Delhi’s vendors struggle to stay on the street as lasting solutions remain on paper
The Hindu
Shyam, a street vendor in Delhi, faces challenges despite government loans, highlighting issues faced by urban street vendors.
At the break of dawn, Shyam, 52, leaves his one-bedroom shanty in Laxmi Bai Nagar, Central Delhi, to buy vegetables from the wholesale Ghazipur market. By 7 a.m., he returns to the area to set up his vegetable cart for the day. He is one of the many street vendors who applied for the Prime Minister Street Vendor’s AtmaNirbhar Nidhi (PM SVANidhi), a government initiative providing collateral-free working capital loans for registered street vendors.
Four years after the interest-free scheme was launched, initially to get vendors going after they lost employment due to COVID-19 lockdowns, Shyam sees his fellow street vendors go through the ordeal of first getting the loan and then paying it off. He has now decided against availing of it, because he is unsure when he will be evicted from his spot on the street, threatening his income and livelihood.
The SVANidhi scheme allowed for accessible and affordable loans which would help vendors, many of whom had gone back to their villages from cities, come back to urban centres and restart their businesses. Under the scheme, a loan up to ₹10,000 is provided under the first tranche. If vendors are able to pay back this amount in 12 months, up to ₹20,000 is offered for the next 18 months under the second tranche, and up to ₹50,000 for the next 36 months under the third tranche.

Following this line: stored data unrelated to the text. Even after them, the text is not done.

#![deny(missing_docs)]
//! Shared logging utilities for the pressmark workspace.
//!
//! This crate provides the `press_*` logging macros used across the codebase,
//! the logger initialization used by the `pressmark` binary, and a minimal
//! test initializer for the global logger.

use std::fs::File;
use std::path::{Path, PathBuf};

use log::LevelFilter;
use simplelog::{
    ColorChoice, CombinedLogger, Config, ConfigBuilder, SharedLogger, TermLogger, TerminalMode,
    WriteLogger,
};

/// Logs a trace-level message using the global logging facade.
#[macro_export]
macro_rules! press_trace {
    ($($arg:tt)*) => {{
        log::trace!($($arg)*);
    }};
}

/// Logs an info-level message using the global logging facade.
#[macro_export]
macro_rules! press_info {
    ($($arg:tt)*) => {{
        log::info!($($arg)*);
    }};
}

/// Logs a debug-level message using the global logging facade.
#[macro_export]
macro_rules! press_debug {
    ($($arg:tt)*) => {{
        log::debug!($($arg)*);
    }};
}

/// Logs a warn-level message using the global logging facade.
#[macro_export]
macro_rules! press_warn {
    ($($arg:tt)*) => {{
        log::warn!($($arg)*);
    }};
}

/// Logs an error-level message using the global logging facade.
#[macro_export]
macro_rules! press_error {
    ($($arg:tt)*) => {{
        log::error!($($arg)*);
    }};
}

/// Where log records go in addition to the terminal.
#[derive(Debug, Clone, PartialEq, Eq)]
pub enum LogDestination {
    /// Terminal only (stderr for warnings and errors, stdout otherwise).
    Terminal,
    /// Terminal plus a log file that is truncated on startup.
    TerminalAndFile(PathBuf),
}

/// Initialize the global logger for a conversion run.
///
/// Returns `false` when a logger was already installed. A log file that
/// cannot be created is reported on stderr and the run continues with
/// terminal logging only.
pub fn initialize(level: LevelFilter, destination: LogDestination) -> bool {
    let config = build_config();

    let mut loggers: Vec<Box<dyn SharedLogger>> = vec![TermLogger::new(
        level,
        config.clone(),
        TerminalMode::Mixed,
        ColorChoice::Auto,
    )];
    if let LogDestination::TerminalAndFile(path) = &destination {
        if let Some(file_logger) = create_file_logger(level, config, path) {
            loggers.push(file_logger);
        }
    }

    CombinedLogger::init(loggers).is_ok()
}

/// Initializes a simple terminal logger for use in unit tests.
///
/// This safely no-ops if another logger has already been initialized.
pub fn initialize_for_tests() {
    // Use debug level in debug builds, info in release builds.
    let level = if cfg!(debug_assertions) {
        LevelFilter::Debug
    } else {
        LevelFilter::Info
    };

    // Ignore the error if a logger was already set by another test.
    let _ = CombinedLogger::init(vec![TermLogger::new(
        level,
        Config::default(),
        TerminalMode::Mixed,
        ColorChoice::Auto,
    )]);
}

fn build_config() -> Config {
    ConfigBuilder::new()
        .set_time_format_rfc3339()
        .set_target_level(LevelFilter::Error)
        .build()
}

fn create_file_logger(
    level: LevelFilter,
    config: Config,
    path: &Path,
) -> Option<Box<WriteLogger<File>>> {
    match File::create(path) {
        Ok(file) => Some(WriteLogger::new(level, config, file)),
        Err(err) => {
            eprintln!("Warning: Could not create log file at {:?}: {}", path, err);
            None
        }
    }
}

#[cfg(test)]
mod tests {
    use super::*;

    #[test]
    fn unwritable_log_file_is_skipped() {
        let temp = tempfile::TempDir::new().unwrap();
        let path = temp.path().join("missing").join("run.log");
        assert!(create_file_logger(LevelFilter::Info, build_config(), &path).is_none());
    }

    #[test]
    fn log_file_is_created() {
        let temp = tempfile::TempDir::new().unwrap();
        let path = temp.path().join("run.log");
        assert!(create_file_logger(LevelFilter::Info, build_config(), &path).is_some());
        assert!(path.exists());
    }
}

“First, when the Street Vendors Act came [in 2014], I thought I would be allowed to live my life with dignity, but it was never implemented seriously,” he says. The Act was meant “to protect the rights of urban street vendors and to regulate street vending activities”. Now with the loan scheme, it’s the same cycle, complains Shyam.
The Act covers any person engaged in vending goods or services to people in public spaces, especially on pavements or from a temporary built-up structure, or by moving from place to place. Fruit and vegetable sellers who pushed their carts around localities; roadside stalls selling tea, pakoras, and paan in shacks; those selling second-hand clothes or books; and traditionally held weekly markets were all covered, among many others. All street vendors were supposed to be provided licences to continue their work under the 2014 Act. However, the surveys to provide licences have been on halt for two years now. Delhi has over 6,00,000 street vendors approximately, as per union records.
A Municipal Corporation of Delhi (MCD) official said on condition of anonymity, “There are several factors for this, including the unification of MCD and the lack of a standing committee in the civic body. The MCD has hired a company to conduct the surveys, but since it’s supposed to be done through biometrics, they are awaiting permission from UIDAI.”
Ahead of the 2024 Lok Sabha election, leading national parties including the Bharatiya Janata Party, Indian National Congress, and Aam Aadmi Party raised the issues of street vendors. They have made street vendors poll promises of security, respect, and finding a lasting solution to their problems of harassment by the police and authorities.